### Stored data entries
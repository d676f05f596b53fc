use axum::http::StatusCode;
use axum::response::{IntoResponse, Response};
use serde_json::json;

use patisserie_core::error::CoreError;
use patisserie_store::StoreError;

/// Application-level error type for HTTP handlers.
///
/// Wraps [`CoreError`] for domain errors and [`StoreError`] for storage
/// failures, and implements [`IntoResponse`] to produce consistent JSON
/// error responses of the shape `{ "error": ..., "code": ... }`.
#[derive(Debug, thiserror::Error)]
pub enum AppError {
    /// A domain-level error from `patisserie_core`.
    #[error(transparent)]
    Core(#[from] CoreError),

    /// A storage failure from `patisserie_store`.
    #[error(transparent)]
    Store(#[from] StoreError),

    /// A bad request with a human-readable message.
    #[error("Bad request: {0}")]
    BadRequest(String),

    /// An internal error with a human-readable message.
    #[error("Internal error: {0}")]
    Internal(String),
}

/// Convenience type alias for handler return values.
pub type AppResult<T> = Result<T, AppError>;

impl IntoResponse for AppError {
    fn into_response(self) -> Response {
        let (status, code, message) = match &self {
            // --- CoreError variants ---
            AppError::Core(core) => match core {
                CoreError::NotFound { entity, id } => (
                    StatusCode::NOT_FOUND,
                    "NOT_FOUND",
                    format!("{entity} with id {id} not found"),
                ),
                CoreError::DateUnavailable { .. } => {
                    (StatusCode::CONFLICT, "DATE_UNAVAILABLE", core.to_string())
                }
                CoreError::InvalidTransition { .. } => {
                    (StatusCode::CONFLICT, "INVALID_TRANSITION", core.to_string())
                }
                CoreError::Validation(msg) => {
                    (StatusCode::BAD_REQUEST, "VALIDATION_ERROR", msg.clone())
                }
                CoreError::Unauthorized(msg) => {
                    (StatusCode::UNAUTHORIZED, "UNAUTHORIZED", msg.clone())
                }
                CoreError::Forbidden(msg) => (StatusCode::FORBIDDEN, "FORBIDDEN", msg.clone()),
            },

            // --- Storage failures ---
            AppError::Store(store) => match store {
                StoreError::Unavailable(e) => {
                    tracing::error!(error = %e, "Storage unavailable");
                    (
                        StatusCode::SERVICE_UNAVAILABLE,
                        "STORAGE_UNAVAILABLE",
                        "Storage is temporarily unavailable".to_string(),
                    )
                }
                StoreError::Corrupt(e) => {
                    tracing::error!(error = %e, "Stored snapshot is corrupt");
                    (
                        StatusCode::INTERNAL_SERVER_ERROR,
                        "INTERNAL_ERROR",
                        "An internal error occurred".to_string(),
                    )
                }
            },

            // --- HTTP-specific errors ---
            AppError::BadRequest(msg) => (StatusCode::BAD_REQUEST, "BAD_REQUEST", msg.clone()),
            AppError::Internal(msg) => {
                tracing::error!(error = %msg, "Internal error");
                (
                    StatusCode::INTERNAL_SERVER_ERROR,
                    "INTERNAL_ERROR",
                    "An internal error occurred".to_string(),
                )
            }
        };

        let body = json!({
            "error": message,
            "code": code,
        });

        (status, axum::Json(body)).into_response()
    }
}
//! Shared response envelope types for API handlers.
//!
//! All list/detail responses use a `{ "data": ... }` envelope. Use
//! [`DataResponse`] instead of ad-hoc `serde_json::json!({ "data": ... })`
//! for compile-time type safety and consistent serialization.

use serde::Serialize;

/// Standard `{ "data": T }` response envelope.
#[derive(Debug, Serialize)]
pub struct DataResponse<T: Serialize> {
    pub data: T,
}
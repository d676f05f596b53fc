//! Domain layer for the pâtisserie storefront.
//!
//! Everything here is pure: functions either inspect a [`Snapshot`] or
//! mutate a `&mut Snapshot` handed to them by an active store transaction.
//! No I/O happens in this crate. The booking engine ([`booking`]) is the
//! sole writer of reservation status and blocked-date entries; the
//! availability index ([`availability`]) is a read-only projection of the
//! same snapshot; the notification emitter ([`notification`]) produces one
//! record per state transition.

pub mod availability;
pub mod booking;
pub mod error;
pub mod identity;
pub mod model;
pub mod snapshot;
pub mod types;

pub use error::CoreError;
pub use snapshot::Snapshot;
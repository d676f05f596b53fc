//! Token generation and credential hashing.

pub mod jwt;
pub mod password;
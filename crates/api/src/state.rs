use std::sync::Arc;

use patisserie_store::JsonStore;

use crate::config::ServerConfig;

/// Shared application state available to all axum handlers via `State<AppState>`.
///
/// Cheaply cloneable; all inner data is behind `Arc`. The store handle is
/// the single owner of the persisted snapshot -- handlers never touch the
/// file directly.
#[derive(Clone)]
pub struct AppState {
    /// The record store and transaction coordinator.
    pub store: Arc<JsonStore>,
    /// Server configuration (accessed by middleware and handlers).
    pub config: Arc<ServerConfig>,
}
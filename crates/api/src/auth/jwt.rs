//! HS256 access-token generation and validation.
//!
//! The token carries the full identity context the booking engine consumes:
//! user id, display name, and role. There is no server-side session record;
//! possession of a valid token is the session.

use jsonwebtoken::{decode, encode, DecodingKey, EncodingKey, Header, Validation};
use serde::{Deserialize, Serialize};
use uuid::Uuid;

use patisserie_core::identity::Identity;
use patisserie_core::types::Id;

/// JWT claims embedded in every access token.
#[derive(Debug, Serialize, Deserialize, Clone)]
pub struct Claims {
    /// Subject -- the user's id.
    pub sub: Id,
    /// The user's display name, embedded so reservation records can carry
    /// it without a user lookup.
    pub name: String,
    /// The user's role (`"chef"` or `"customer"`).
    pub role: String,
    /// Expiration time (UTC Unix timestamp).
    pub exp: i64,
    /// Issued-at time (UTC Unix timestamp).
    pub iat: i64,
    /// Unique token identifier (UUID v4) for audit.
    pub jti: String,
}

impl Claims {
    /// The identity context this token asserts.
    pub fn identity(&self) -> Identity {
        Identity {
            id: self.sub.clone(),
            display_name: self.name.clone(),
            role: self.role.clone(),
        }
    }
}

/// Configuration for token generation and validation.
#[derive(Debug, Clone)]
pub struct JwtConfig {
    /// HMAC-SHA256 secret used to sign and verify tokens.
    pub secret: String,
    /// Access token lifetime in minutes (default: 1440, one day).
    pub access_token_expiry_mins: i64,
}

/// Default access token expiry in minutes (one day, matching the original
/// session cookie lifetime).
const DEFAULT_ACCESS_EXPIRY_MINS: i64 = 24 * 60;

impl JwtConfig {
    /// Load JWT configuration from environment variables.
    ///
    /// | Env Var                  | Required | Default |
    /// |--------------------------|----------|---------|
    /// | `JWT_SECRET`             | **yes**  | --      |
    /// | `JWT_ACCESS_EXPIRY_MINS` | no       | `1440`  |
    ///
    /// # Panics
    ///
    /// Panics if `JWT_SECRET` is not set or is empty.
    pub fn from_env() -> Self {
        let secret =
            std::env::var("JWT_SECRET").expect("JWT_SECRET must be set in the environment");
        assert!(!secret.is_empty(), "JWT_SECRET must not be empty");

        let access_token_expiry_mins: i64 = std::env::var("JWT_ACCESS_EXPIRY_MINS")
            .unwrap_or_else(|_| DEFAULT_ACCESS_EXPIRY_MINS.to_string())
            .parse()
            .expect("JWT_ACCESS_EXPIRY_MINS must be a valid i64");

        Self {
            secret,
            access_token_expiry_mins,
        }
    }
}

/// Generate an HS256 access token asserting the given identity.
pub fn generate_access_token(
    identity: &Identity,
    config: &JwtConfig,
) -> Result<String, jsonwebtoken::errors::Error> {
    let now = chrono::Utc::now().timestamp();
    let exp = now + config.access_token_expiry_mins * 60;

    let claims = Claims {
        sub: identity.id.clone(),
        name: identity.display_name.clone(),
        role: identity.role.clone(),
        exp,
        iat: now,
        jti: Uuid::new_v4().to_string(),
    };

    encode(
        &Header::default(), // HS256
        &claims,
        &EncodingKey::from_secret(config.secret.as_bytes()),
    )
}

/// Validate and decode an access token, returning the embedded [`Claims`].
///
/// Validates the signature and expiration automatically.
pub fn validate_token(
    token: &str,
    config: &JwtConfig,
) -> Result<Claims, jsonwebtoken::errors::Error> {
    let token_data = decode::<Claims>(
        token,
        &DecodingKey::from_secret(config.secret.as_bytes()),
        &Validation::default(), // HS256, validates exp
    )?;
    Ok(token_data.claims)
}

---

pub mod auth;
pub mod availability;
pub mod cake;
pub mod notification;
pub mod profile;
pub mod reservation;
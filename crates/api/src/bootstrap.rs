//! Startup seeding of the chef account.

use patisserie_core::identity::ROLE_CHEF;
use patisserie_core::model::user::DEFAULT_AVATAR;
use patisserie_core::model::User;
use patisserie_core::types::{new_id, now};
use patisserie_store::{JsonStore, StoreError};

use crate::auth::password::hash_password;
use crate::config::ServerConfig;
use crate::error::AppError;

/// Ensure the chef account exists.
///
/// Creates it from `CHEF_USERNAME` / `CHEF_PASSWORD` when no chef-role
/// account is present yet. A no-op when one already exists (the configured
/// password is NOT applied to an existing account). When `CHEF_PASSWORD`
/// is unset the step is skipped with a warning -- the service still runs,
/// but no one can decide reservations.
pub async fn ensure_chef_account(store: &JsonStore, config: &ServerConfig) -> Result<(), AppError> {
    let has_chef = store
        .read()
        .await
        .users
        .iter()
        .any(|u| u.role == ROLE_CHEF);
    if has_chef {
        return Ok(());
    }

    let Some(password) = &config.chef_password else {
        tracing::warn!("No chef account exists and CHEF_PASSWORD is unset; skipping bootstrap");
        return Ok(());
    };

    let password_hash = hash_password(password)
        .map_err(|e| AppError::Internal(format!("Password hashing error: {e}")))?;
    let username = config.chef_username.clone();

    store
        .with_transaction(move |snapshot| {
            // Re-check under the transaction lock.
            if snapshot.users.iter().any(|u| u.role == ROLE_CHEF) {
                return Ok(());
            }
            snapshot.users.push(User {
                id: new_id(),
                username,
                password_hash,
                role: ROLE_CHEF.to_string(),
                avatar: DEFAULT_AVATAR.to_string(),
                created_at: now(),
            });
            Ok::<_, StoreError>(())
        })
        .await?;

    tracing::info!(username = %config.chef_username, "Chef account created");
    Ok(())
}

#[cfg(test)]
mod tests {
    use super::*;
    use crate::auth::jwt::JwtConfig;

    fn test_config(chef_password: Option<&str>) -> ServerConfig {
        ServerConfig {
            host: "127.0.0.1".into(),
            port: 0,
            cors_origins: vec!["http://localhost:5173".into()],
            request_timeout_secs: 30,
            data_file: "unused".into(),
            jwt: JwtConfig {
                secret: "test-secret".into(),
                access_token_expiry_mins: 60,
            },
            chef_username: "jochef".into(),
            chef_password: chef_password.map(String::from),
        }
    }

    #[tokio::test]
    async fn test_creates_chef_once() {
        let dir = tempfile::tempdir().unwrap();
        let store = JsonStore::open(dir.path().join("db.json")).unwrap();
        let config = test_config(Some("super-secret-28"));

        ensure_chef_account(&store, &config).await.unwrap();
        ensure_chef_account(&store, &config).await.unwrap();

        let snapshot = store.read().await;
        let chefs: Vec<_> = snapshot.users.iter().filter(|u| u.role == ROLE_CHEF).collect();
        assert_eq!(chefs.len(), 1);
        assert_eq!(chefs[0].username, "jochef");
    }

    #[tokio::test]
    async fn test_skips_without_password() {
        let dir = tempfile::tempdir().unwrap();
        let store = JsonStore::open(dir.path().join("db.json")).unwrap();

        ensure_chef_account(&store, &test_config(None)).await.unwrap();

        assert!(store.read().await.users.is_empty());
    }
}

### PROBLEM
Set down, from the entries above, exactly the lines from the one with "and transaction coordinator." up to and including the one with "The token carries", and no other lines.

### RESULT OF THIS EXERCISE
    /// The record store and transaction coordinator.
    pub store: Arc<JsonStore>,
    /// Server configuration (accessed by middleware and handlers).
    pub config: Arc<ServerConfig>,
}
filename crates/api/src/auth/jwt.rs
//! HS256 access-token generation and validation.
//!
//! The token carries the full identity context the booking engine consumes:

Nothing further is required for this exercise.